Anybody with a grain of common sense can see that the Bush Administration is not a bit like the Nazis in the ways that really matter: The external enemy is the Iraqis rather than the communists, the internal enemy is the gays rather than the Jews, and most importantly, Bush is adamantly opposed to socialism.

And speaking of the Nazis, remember that little stir a couple of weeks ago when some meddlers had the poor taste to point out that the new pope had spent his youth as a Nazi but excused this on the grounds that he was forced to join as a child but had left the party when he grew older and understood what it was all about? Who was it who pointed out that that paralleled exactly his own experience with the Catholic Church?
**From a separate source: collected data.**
//! Core types and traits for round progress indicators.
//!
//! This crate provides the foundational types the widgets build on:
//! - Geometric primitives: [`Point`], [`Size`], [`Rect`], [`Padding`]
//! - Color representation: [`Color`]
//! - Draw commands and the [`Canvas`] they are recorded onto
//! - The frame-driven [`ProgressAnimator`]

pub mod animation;
mod canvas;
mod color;
pub mod draw;
mod geometry;
pub mod widget;

pub use animation::{interpolate, AnimationId, ProgressAnimation, ProgressAnimator, StepOutcome};
pub use canvas::RecordingCanvas;
pub use color::{Color, ColorParseError};
pub use draw::{DrawCommand, LineCap, StrokePattern, StrokeStyle, Transform2D};
pub use geometry::{Padding, Point, Rect, Size};
pub use widget::{Canvas, LayoutResult, Widget};
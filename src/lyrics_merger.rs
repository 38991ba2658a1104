//! 规范文本解析后的合并管线。
//!
//! 顺序固定：去重、合并同时间戳、排序、编号与时长、最后一行时长、伪逐字。

use std::collections::{HashMap, HashSet};

use crate::lrc_parser::parse_time_tag_ms;
use crate::settings::ParserSettings;
use crate::types::{Line, Metadata, Word};
use crate::utils::even_pack;

pub fn merge_and_sort_lines(
    raw_lines: Vec<Line>,
    metadata: &Metadata,
    settings: &ParserSettings,
) -> Vec<Line> {
    let lines = deduplicate_lines(raw_lines);
    let mut lines = merge_same_timestamp_lines(lines);
    lines.sort_by_key(|line| line.start_time);
    assign_numbers_and_durations(&mut lines);
    set_last_line_duration(&mut lines, metadata, settings);
    distribute_pseudo_per_word(&mut lines);
    lines
}

/// 以完整结构的序列化结果作为身份，去掉完全相同的行。
fn deduplicate_lines(lines: Vec<Line>) -> Vec<Line> {
    let mut seen = HashSet::new();
    lines
        .into_iter()
        .filter(|line| match serde_json::to_string(line) {
            Ok(key) => seen.insert(key),
            Err(_) => true,
        })
        .collect()
}

/// 相同开始时间的行合并为多子行，后来者的字接在已有最大子行号之后。
fn merge_same_timestamp_lines(lines: Vec<Line>) -> Vec<Line> {
    let mut merged: Vec<Line> = Vec::with_capacity(lines.len());
    let mut index_by_start: HashMap<u64, usize> = HashMap::new();

    for mut line in lines {
        match index_by_start.get(&line.start_time) {
            Some(&idx) => {
                let existing = &mut merged[idx];
                let row_offset = existing.words.iter().map(|w| w.line_no).max().unwrap_or(0);
                existing.text.push('\n');
                existing.text.push_str(&line.text);
                for word in &mut line.words {
                    word.line_no += row_offset;
                }
                existing.words.append(&mut line.words);
            }
            None => {
                index_by_start.insert(line.start_time, merged.len());
                merged.push(line);
            }
        }
    }
    merged
}

fn assign_numbers_and_durations(lines: &mut [Line]) {
    let next_starts: Vec<Option<u64>> = (0..lines.len())
        .map(|i| lines.get(i + 1).map(|next| next.start_time))
        .collect();

    for (i, (line, next_start)) in lines.iter_mut().zip(next_starts).enumerate() {
        if let Some(next_start) = next_start {
            line.duration = next_start.saturating_sub(line.start_time) as f64;
        }
        line.no = i + 1;
        line.row_texts = line.text.split('\n').map(str::to_string).collect();
        line.text = line.row_texts.first().cloned().unwrap_or_default();
    }
}

fn set_last_line_duration(lines: &mut [Line], metadata: &Metadata, settings: &ParserSettings) {
    let Some(last) = lines.last_mut() else {
        return;
    };
    let song_length = metadata
        .get_text("length")
        .and_then(|len| parse_time_tag_ms(&format!("[{len}]")));

    last.duration = match song_length {
        Some(length) if !settings.last_line_infinite => {
            let remaining = length as f64 - last.start_time as f64;
            if remaining > 0.0 {
                remaining
            } else {
                f64::INFINITY
            }
        }
        _ => f64::INFINITY,
    };
}

/// 没有真正逐字时间的行，按码点均分时长生成伪逐字。
fn distribute_pseudo_per_word(lines: &mut [Line]) {
    for line in lines.iter_mut() {
        let timed: Vec<&Word> = line.words.iter().filter(|w| w.has_timing()).collect();
        let non_empty_rows = line
            .row_texts
            .iter()
            .filter(|row| !row.trim().is_empty())
            .count();

        let mut per_row: HashMap<usize, usize> = HashMap::new();
        for word in &timed {
            *per_row.entry(word.line_no.max(1)).or_default() += 1;
        }
        let whole_row_tokens = !timed.is_empty()
            && per_row.values().all(|&count| count <= 1)
            && timed.len() <= non_empty_rows;

        if !(timed.is_empty() || whole_row_tokens) {
            continue;
        }

        let mut total = if line.duration.is_finite() && line.duration > 0.0 {
            line.duration.round() as u64
        } else {
            0
        };
        if total == 0 {
            total = timed.iter().map(|w| w.duration).max().unwrap_or(0);
        }
        if total == 0 {
            continue;
        }

        let row_idx = match line.row_texts.first() {
            Some(first) if !first.trim().is_empty() => 0,
            _ => line
                .row_texts
                .iter()
                .position(|row| !row.trim().is_empty())
                .unwrap_or(0),
        };
        let Some(row_text) = line.row_texts.get(row_idx) else {
            continue;
        };
        let chars: Vec<char> = row_text.chars().collect();
        if chars.is_empty() {
            continue;
        }

        line.words = chars
            .iter()
            .zip(even_pack(total, chars.len()))
            .map(|(ch, duration)| Word {
                line_no: row_idx + 1,
                ..Word::new(ch.to_string(), duration)
            })
            .collect();
        line.text = line.row_texts.first().cloned().unwrap_or_default();
        line.pseudo_per_word = true;
    }
}

#[cfg(test)]
mod tests {
    use super::*;
    use crate::lrc_parser::parse_lrc_text;

    fn finalize(text: &str) -> (Vec<Line>, Metadata) {
        let mut meta = Metadata::new();
        let raw = parse_lrc_text(text, &mut meta);
        let lines = merge_and_sort_lines(raw, &meta, &ParserSettings::default());
        (lines, meta)
    }

    #[test]
    fn test_dedup_merge_and_sort() {
        let (lines, _) = finalize("[00:03.000]B\n[00:01.000]A\n[00:01.000]A\n[00:01.000]译文");
        assert_eq!(lines.len(), 2);
        assert_eq!(lines[0].start_time, 1000);
        assert_eq!(lines[0].row_texts, vec!["A", "译文"]);
        assert_eq!(lines[0].text, "A");
        assert_eq!(lines[0].no, 1);
        assert_eq!(lines[1].no, 2);
        assert_eq!(lines[0].duration, 2000.0);
        assert!(lines[1].duration.is_infinite(), "没有 length 元数据时最后一行为无穷大");
    }

    #[test]
    fn test_merged_words_continue_row_numbers() {
        let (lines, _) = finalize("[00:01.000]<100>a<100>b\n[00:01.000]<100>c<100>d\n[00:02.000]x");
        let rows: Vec<usize> = lines[0].words.iter().map(|w| w.line_no).collect();
        assert_eq!(rows, vec![1, 1, 2, 2]);
        assert!(!lines[0].pseudo_per_word);
    }

    #[test]
    fn test_length_metadata_and_pseudo_words() {
        let (lines, _) = finalize("[length:02:05]\n[00:01.000]<500>He<500>llo\n[00:02.000]World");
        assert_eq!(lines.len(), 2);
        assert_eq!(lines[0].duration, 1000.0);
        assert_eq!(lines[0].words.iter().map(|w| w.duration).sum::<u64>(), 1000);
        assert!(!lines[0].pseudo_per_word);

        assert_eq!(lines[1].duration, 123_000.0);
        assert!(lines[1].pseudo_per_word);
        assert_eq!(lines[1].words.len(), 5);
        assert!(lines[1].words.iter().all(|w| w.duration == 24_600));
    }

    #[test]
    fn test_length_before_last_start_is_infinite() {
        let (lines, _) = finalize("[length:00:01]\n[00:05.000]late");
        assert!(lines[0].duration.is_infinite());
    }

    #[test]
    fn test_last_line_infinite_option() {
        let mut meta = Metadata::new();
        let raw = parse_lrc_text("[length:02:05]\n[00:01.000]x", &mut meta);
        let settings = ParserSettings {
            last_line_infinite: true,
            ..ParserSettings::default()
        };
        let lines = merge_and_sort_lines(raw, &meta, &settings);
        assert!(lines[0].duration.is_infinite());
    }

    #[test]
    fn test_pseudo_even_split() {
        let (lines, _) = finalize("[00:00.000]一二三\n[00:00.100]next");
        let durations: Vec<u64> = lines[0].words.iter().map(|w| w.duration).collect();
        assert_eq!(durations, vec![34, 33, 33]);
        assert!(lines[0].has_per_word_timing());
    }

    #[test]
    fn test_whole_row_token_uses_word_duration_when_infinite() {
        let (lines, _) = finalize("[00:01.000]<300>abc");
        let line = &lines[0];
        assert!(line.duration.is_infinite());
        assert!(line.pseudo_per_word);
        let durations: Vec<u64> = line.words.iter().map(|w| w.duration).collect();
        assert_eq!(durations, vec![100, 100, 100]);
    }

    #[test]
    fn test_empty_first_row_uses_next_row() {
        let (lines, _) = finalize("[00:01.000]\n[00:01.000]ab\n[00:02.000]z");
        let line = &lines[0];
        assert!(line.pseudo_per_word);
        assert!(line.words.iter().all(|w| w.line_no == 2));
        assert_eq!(line.text, "");
    }

    #[test]
    fn test_infinite_single_line_stays_whole() {
        let (lines, _) = finalize("[00:01.000]end");
        assert!(!lines[0].pseudo_per_word);
        assert!(lines[0].words[0].single_line);
    }
}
But enough of all that. A couple of folks had inquired how I managed to smuggle a couple of razor-sharp knives through the airports. Easy, I stuck 'em in my checked baggage. It's alright to have kitchen knives in your checked baggage! It's not like they're explosives or something. And I need those knives over here. As much as I love Rina, I have to tell you that the knives in her kitchen are not going to be inflicting any serious damage on a modern Dutch tomato.

Unlike our limp-wristed California fruit, these dudes have got tough hides on 'em.